Berkshire Hathaway $BRK.B a un nouveau PDG, un ancien président et une manière très familière de faire un point : en rachetant ses propres actions.
La société a repris le rachat d'actions pour la première fois depuis 2024, alors que le nouveau PDG a déclaré qu'il parlait toujours tous les jours avec Warren Buffett.

Dan Brouillette/Bloomberg via Getty Images
Berkshire Hathaway $BRK.B a un nouveau PDG, un ancien président et une manière très familière de faire un point : en rachetant ses propres actions.
La société a récemment révélé qu'elle avait commencé à racheter des actions le 4 mars d'une manière presque ostensiblement non-Berkshire. Dans un dépôt à la SEC, la société a déclaré que « dans l'intérêt de la transparence avec notre transition de leadership, nous divulguons que nous avons commencé à racheter des actions de notre action ordinaire. » Berkshire laisse habituellement les rachats apparaître plus tard, cachés dans un dépôt trimestriel. Cette fois, elle a choisi un coup de projecteur, précisément parce que Greg Abel est nouvellement à la tête - et les investisseurs sont nouvellement nerveux.
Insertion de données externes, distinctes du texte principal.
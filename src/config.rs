//! Configuration for MineAgent
//!
//! Loads YAML configuration from:
//! - Global: ~/.config/mine-agent/config.yaml (XDG_CONFIG_HOME)
//! - Project: <workspace>/.mine-agent/config.yaml
//!
//! Files are merged key by key over the built-in defaults; project values
//! win over global ones. CLI flags are applied on top by the binary.

use crate::agent::AgentConfig;
use crate::provider::ProviderConfig;
use anyhow::Context;
use serde::{Deserialize, Serialize};
use serde_yaml::Value;
use std::path::{Path, PathBuf};

/// Project config location, relative to the workspace
pub const PROJECT_CONFIG_PATH: &str = ".mine-agent/config.yaml";

/// Main configuration
#[derive(Debug, Clone, Default, PartialEq, Serialize, Deserialize)]
#[serde(default)]
pub struct Config {
    pub provider: ProviderConfig,
    pub agent: AgentConfig,
    pub knowledge: KnowledgeConfig,
    pub logging: LoggingConfig,
}

#[derive(Debug, Clone, PartialEq, Serialize, Deserialize)]
#[serde(default)]
pub struct KnowledgeConfig {
    /// Directory of knowledge documents, relative paths resolve against the workspace
    pub dir: PathBuf,
    /// Product version the generated content targets
    pub target_version: String,
    /// Results injected into the system prompt
    pub prompt_results: usize,
    /// Results returned by the query_knowledge tool
    pub tool_results: usize,
}

impl Default for KnowledgeConfig {
    fn default() -> Self {
        Self {
            dir: PathBuf::from("knowledge"),
            target_version: "1.21.0".to_string(),
            prompt_results: 2,
            tool_results: 3,
        }
    }
}

#[derive(Debug, Clone, PartialEq, Serialize, Deserialize)]
#[serde(default)]
pub struct LoggingConfig {
    /// Directory for log files, relative paths resolve against the workspace
    pub log_dir: PathBuf,
    /// Enable verbose console logging
    pub verbose: bool,
}

impl Default for LoggingConfig {
    fn default() -> Self {
        Self {
            log_dir: PathBuf::from(".mine_agent/logs"),
            verbose: false,
        }
    }
}

/// Global config file, if a config directory exists on this platform
pub fn global_config_path() -> Option<PathBuf> {
    dirs::config_dir().map(|d| d.join("mine-agent").join("config.yaml"))
}

pub fn project_config_path(workspace: &Path) -> PathBuf {
    workspace.join(PROJECT_CONFIG_PATH)
}

impl Config {
    /// Load global then project configuration for `workspace`
    pub fn load(workspace: &Path) -> anyhow::Result<Self> {
        let mut paths = Vec::new();
        if let Some(global) = global_config_path() {
            paths.push(global);
        }
        paths.push(project_config_path(workspace));
        Self::load_layers(&paths)
    }

    /// Merge the given files in order over the defaults. Missing files are
    /// skipped; unreadable or malformed ones are errors.
    pub fn load_layers(paths: &[PathBuf]) -> anyhow::Result<Self> {
        let mut merged = serde_yaml::to_value(Config::default())
            .context("Failed to serialize default config")?;

        for path in paths {
            if !path.is_file() {
                continue;
            }
            let content = std::fs::read_to_string(path)
                .with_context(|| format!("Failed to read config {}", path.display()))?;
            let layer: Value = serde_yaml::from_str(&content)
                .with_context(|| format!("Failed to parse config {}", path.display()))?;
            tracing::debug!(path = %path.display(), "Config layer loaded");
            merge_yaml(&mut merged, layer);
        }

        serde_yaml::from_value(merged).context("Invalid configuration")
    }

    /// Knowledge directory resolved against the workspace
    pub fn knowledge_dir(&self, workspace: &Path) -> PathBuf {
        resolve(workspace, &self.knowledge.dir)
    }

    /// Log directory resolved against the workspace
    pub fn log_dir(&self, workspace: &Path) -> PathBuf {
        resolve(workspace, &self.logging.log_dir)
    }

    /// Save as YAML, creating parent directories
    pub fn save(&self, path: &Path) -> anyhow::Result<()> {
        if let Some(parent) = path.parent() {
            std::fs::create_dir_all(parent)
                .with_context(|| format!("Failed to create {}", parent.display()))?;
        }
        let content = serde_yaml::to_string(self).context("Failed to serialize config")?;
        std::fs::write(path, content).with_context(|| format!("Failed to write {}", path.display()))
    }
}

fn resolve(workspace: &Path, path: &Path) -> PathBuf {
    if path.is_absolute() {
        path.to_path_buf()
    } else {
        workspace.join(path)
    }
}

/// Deep-merge `overlay` into `base`. Mappings merge per key; anything else
/// replaces. An explicit `null` in the overlay does not erase a value.
fn merge_yaml(base: &mut Value, overlay: Value) {
    match (base, overlay) {
        (Value::Mapping(base), Value::Mapping(overlay)) => {
            for (key, value) in overlay {
                match base.get_mut(&key) {
                    Some(existing) => merge_yaml(existing, value),
                    None => {
                        base.insert(key, value);
                    }
                }
            }
        }
        (_, Value::Null) => {}
        (base, overlay) => *base = overlay,
    }
}

#[cfg(test)]
mod tests {
    use super::*;
    use crate::agent::InteractionMode;
    use crate::provider::Backend;
    use tempfile::TempDir;

    #[test]
    fn test_defaults_without_files() {
        let temp = TempDir::new().unwrap();
        let config = Config::load_layers(&[temp.path().join("missing.yaml")]).unwrap();
        assert_eq!(config, Config::default());
        assert_eq!(config.agent.max_iterations, 25);
        assert_eq!(config.knowledge.target_version, "1.21.0");
        assert_eq!(config.knowledge.prompt_results, 2);
        assert_eq!(config.knowledge.tool_results, 3);
    }

    #[test]
    fn test_project_overrides_global_per_key() {
        let temp = TempDir::new().unwrap();
        let global = temp.path().join("global.yaml");
        let project = temp.path().join("project.yaml");

        std::fs::write(
            &global,
            "provider:\n  backend: openai\n  model: gpt-4o\nagent:\n  max_iterations: 10\n  interaction_mode: free\n",
        )
        .unwrap();
        std::fs::write(&project, "provider:\n  model: gpt-4o-mini\nagent:\n  max_iterations: 40\n").unwrap();

        let config = Config::load_layers(&[global, project]).unwrap();
        assert_eq!(config.provider.backend, Backend::OpenAi);
        assert_eq!(config.provider.model, "gpt-4o-mini");
        assert_eq!(config.agent.max_iterations, 40);
        assert_eq!(config.agent.interaction_mode, InteractionMode::Free);
    }

    #[test]
    fn test_malformed_file_is_error_with_path() {
        let temp = TempDir::new().unwrap();
        let path = temp.path().join("bad.yaml");
        std::fs::write(&path, "agent: [unclosed").unwrap();

        let err = Config::load_layers(&[path]).unwrap_err();
        assert!(format!("{:#}", err).contains("bad.yaml"));
    }

    #[test]
    fn test_save_and_reload() {
        let temp = TempDir::new().unwrap();
        let path = project_config_path(temp.path());

        let mut config = Config::default();
        config.knowledge.dir = PathBuf::from("docs/knowledge");
        config.logging.verbose = true;
        config.save(&path).unwrap();

        let loaded = Config::load_layers(&[path]).unwrap();
        assert_eq!(loaded, config);
        assert_eq!(loaded.knowledge_dir(temp.path()), temp.path().join("docs/knowledge"));
    }

    #[test]
    fn test_merge_yaml_null_keeps_value() {
        let mut base: Value = serde_yaml::from_str("a: 1\nb: {c: 2}").unwrap();
        merge_yaml(&mut base, serde_yaml::from_str("a: ~\nb: {d: 3}").unwrap());
        assert_eq!(base["a"], Value::from(1));
        assert_eq!(base["b"]["c"], Value::from(2));
        assert_eq!(base["b"]["d"], Value::from(3));
    }
}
La politique est la même que celle par laquelle Berkshire a vécu pendant des années : racheter uniquement lorsque la direction estime que le prix du marché est en dessous de la valeur intrinsèque, « déterminée de manière conservatrice », et sans promesse de continuer à acheter si les calculs changent. Berkshire a récemment déclaré que le programme de rachat passe par le PDG, « après consultation avec le président du conseil d'administration. »
Le redémarrage du rachat vient après une longue pause ; Berkshire n'avait pas racheté d'actions depuis 2024. Cela ressemble donc à Abel qui montre - tôt et clairement - comment il prévoit de s'adresser aux actionnaires, avec le même vieux vocabulaire de Berkshire, juste avec sa signature en dessous. Oui, un nouveau PDG est ici. Oui, les anciennes règles s'appliquent toujours. Et oui, quelqu'un à Omaha a décidé que l'action semble enfin suffisamment bon marché pour être achetée. Ce « quelqu'un » est maintenant Abel.
Buffett, quant à lui, reste exactement là où Berkshire le souhaite. Abel a écrit dans sa première lettre annuelle que Buffett est « au bureau cinq jours par semaine. » Et Abel a dit à CNBC jeudi que Buffett vient encore au bureau tous les jours et qu'ils restent en contact étroit. Quand Abel est à Omaha, Nebraska, ils parlent quotidiennement, et quand Abel voyage, il se renseigne sur ce que Buffett voit et entend.
La succession que Berkshire présente est simple : un nouveau PDG qui prend les décisions, et un prédécesseur mythologique qui a toujours des heures de bureau.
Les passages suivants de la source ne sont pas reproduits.